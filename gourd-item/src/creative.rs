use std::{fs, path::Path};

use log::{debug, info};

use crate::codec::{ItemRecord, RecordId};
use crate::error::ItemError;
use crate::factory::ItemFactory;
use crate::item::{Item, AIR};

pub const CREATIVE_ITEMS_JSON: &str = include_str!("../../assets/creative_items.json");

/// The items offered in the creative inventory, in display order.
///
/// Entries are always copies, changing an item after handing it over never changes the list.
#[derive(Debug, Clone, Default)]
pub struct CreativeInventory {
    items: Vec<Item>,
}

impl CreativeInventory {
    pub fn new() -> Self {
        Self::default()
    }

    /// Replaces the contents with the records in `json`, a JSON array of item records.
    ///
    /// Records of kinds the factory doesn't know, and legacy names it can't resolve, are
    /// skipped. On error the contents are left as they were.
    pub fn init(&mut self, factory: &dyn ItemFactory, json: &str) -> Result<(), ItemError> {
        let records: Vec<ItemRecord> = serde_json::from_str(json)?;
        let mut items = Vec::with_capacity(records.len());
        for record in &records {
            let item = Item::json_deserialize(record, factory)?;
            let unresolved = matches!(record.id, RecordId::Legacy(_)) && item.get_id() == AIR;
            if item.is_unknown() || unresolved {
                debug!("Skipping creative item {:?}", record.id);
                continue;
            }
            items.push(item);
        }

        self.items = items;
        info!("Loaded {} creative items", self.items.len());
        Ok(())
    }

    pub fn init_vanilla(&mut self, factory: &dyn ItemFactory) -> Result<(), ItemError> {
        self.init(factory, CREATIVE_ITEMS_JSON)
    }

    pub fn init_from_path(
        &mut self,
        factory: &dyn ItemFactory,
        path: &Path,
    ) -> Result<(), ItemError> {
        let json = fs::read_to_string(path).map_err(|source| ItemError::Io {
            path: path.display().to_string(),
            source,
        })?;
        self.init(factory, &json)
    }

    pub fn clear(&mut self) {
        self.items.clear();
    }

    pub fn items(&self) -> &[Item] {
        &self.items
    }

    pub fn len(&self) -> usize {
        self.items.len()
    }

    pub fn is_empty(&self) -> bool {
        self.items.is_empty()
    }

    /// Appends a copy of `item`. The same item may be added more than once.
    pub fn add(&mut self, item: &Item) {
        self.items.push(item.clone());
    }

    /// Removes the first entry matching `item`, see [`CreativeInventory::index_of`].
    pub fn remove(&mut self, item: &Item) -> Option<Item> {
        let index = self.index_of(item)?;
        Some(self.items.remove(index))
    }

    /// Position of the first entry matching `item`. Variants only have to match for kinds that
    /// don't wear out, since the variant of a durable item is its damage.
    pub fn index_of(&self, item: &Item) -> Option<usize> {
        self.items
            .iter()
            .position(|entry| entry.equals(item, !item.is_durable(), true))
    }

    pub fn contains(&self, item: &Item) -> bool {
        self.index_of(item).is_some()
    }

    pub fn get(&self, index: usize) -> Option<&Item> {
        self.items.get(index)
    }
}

********

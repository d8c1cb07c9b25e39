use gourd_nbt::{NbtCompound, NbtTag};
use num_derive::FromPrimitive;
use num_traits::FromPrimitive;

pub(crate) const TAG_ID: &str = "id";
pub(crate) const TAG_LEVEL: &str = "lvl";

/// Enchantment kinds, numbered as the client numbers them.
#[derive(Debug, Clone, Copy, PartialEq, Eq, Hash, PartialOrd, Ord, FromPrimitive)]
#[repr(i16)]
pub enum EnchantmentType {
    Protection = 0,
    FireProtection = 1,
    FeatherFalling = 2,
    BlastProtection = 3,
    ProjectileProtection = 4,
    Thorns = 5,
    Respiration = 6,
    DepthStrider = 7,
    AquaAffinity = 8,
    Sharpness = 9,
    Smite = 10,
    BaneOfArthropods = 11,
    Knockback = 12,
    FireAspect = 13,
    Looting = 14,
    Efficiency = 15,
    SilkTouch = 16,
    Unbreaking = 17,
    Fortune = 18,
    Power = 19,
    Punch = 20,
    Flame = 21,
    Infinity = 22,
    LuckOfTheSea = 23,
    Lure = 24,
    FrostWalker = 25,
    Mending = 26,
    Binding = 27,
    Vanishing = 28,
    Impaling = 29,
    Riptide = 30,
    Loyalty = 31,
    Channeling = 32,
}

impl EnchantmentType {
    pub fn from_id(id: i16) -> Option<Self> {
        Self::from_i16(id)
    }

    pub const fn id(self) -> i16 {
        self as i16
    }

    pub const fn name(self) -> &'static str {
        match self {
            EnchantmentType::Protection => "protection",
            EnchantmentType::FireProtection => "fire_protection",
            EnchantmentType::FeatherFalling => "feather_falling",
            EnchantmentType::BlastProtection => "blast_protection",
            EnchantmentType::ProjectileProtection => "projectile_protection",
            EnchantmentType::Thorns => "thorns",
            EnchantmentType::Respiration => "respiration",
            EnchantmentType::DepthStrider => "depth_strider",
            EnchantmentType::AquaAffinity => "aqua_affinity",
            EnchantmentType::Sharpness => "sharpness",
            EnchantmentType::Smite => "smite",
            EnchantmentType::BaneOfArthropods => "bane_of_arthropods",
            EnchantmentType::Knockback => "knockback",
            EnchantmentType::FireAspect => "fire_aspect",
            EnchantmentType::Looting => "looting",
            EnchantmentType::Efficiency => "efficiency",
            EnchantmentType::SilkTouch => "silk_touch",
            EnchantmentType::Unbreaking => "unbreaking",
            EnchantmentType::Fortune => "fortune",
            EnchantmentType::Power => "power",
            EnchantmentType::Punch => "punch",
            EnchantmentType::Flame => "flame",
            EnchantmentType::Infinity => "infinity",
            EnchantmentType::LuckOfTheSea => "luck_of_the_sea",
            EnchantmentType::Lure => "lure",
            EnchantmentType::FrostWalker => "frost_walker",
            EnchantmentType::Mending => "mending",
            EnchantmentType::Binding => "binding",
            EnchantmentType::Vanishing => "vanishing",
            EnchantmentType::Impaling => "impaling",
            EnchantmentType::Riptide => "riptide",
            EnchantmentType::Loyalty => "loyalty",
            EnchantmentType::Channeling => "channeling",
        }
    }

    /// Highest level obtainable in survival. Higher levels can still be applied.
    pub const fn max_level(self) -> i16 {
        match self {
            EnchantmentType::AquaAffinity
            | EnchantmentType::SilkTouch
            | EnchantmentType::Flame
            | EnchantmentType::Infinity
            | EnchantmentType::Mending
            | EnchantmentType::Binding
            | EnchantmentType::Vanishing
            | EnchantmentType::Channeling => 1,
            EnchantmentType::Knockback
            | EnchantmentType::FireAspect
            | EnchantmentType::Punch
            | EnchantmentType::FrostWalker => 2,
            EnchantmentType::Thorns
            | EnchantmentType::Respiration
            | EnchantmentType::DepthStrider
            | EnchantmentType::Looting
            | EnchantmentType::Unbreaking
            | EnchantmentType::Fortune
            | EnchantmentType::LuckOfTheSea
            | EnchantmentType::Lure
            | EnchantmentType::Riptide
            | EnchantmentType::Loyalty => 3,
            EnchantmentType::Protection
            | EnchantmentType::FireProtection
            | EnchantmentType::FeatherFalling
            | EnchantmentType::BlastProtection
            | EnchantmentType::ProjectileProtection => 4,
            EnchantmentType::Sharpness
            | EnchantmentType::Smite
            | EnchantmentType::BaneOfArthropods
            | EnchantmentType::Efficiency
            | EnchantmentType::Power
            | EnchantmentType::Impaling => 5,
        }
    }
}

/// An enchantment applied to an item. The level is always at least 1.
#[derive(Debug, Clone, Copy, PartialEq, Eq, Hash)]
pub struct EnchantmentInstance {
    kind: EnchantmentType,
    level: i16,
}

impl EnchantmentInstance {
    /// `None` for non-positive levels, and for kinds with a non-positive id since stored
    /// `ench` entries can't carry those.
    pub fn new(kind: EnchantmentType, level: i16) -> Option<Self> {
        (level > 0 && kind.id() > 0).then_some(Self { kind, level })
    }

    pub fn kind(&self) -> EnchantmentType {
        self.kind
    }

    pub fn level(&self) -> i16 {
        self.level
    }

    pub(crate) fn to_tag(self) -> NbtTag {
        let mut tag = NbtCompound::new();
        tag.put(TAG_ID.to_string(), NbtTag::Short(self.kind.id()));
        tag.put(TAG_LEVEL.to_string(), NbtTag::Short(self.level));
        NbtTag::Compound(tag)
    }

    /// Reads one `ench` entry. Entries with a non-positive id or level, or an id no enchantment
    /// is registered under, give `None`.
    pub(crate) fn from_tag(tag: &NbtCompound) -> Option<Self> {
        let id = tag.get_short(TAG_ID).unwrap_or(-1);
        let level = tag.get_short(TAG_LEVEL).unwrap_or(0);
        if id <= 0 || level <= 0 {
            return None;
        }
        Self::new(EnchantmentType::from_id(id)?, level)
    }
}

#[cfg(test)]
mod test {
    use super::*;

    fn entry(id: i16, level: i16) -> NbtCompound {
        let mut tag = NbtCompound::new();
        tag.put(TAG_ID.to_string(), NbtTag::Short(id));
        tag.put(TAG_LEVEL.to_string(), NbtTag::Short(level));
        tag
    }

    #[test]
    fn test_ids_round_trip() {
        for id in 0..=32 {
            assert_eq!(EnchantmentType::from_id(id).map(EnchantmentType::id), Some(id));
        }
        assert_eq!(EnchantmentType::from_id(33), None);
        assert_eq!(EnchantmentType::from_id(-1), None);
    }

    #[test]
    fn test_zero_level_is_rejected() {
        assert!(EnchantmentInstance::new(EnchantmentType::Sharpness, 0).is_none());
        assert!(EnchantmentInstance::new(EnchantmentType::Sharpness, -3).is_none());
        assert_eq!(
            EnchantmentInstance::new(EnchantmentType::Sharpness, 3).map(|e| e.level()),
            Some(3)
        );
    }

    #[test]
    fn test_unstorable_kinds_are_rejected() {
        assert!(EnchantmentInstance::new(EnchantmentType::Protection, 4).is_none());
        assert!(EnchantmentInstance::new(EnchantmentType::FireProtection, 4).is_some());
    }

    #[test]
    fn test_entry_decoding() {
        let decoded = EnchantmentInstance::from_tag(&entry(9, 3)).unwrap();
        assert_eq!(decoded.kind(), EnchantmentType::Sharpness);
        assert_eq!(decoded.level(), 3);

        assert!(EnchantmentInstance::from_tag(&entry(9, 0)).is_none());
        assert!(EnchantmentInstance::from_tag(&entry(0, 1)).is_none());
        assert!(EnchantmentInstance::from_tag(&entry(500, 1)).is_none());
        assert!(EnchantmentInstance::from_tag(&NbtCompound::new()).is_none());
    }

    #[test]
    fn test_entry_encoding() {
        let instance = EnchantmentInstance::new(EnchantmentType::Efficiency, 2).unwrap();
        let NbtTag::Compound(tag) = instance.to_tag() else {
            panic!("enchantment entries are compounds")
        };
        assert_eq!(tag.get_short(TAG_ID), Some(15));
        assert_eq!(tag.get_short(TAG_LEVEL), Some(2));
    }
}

********

Please copy, exactly as written, every line in the listing above from the line with "filename gourd-item/src/creative.rs" up to and including the line with "let unresolved = matches!(record.id, RecordId::Legacy(_))".

▶ Exercise solution
filename gourd-item/src/creative.rs
use std::{fs, path::Path};

use log::{debug, info};

use crate::codec::{ItemRecord, RecordId};
use crate::error::ItemError;
use crate::factory::ItemFactory;
use crate::item::{Item, AIR};

pub const CREATIVE_ITEMS_JSON: &str = include_str!("../../assets/creative_items.json");

/// The items offered in the creative inventory, in display order.
///
/// Entries are always copies, changing an item after handing it over never changes the list.
#[derive(Debug, Clone, Default)]
pub struct CreativeInventory {
    items: Vec<Item>,
}

impl CreativeInventory {
    pub fn new() -> Self {
        Self::default()
    }

    /// Replaces the contents with the records in `json`, a JSON array of item records.
    ///
    /// Records of kinds the factory doesn't know, and legacy names it can't resolve, are
    /// skipped. On error the contents are left as they were.
    pub fn init(&mut self, factory: &dyn ItemFactory, json: &str) -> Result<(), ItemError> {
        let records: Vec<ItemRecord> = serde_json::from_str(json)?;
        let mut items = Vec::with_capacity(records.len());
        for record in &records {
            let item = Item::json_deserialize(record, factory)?;
            let unresolved = matches!(record.id, RecordId::Legacy(_)) && item.get_id() == AIR;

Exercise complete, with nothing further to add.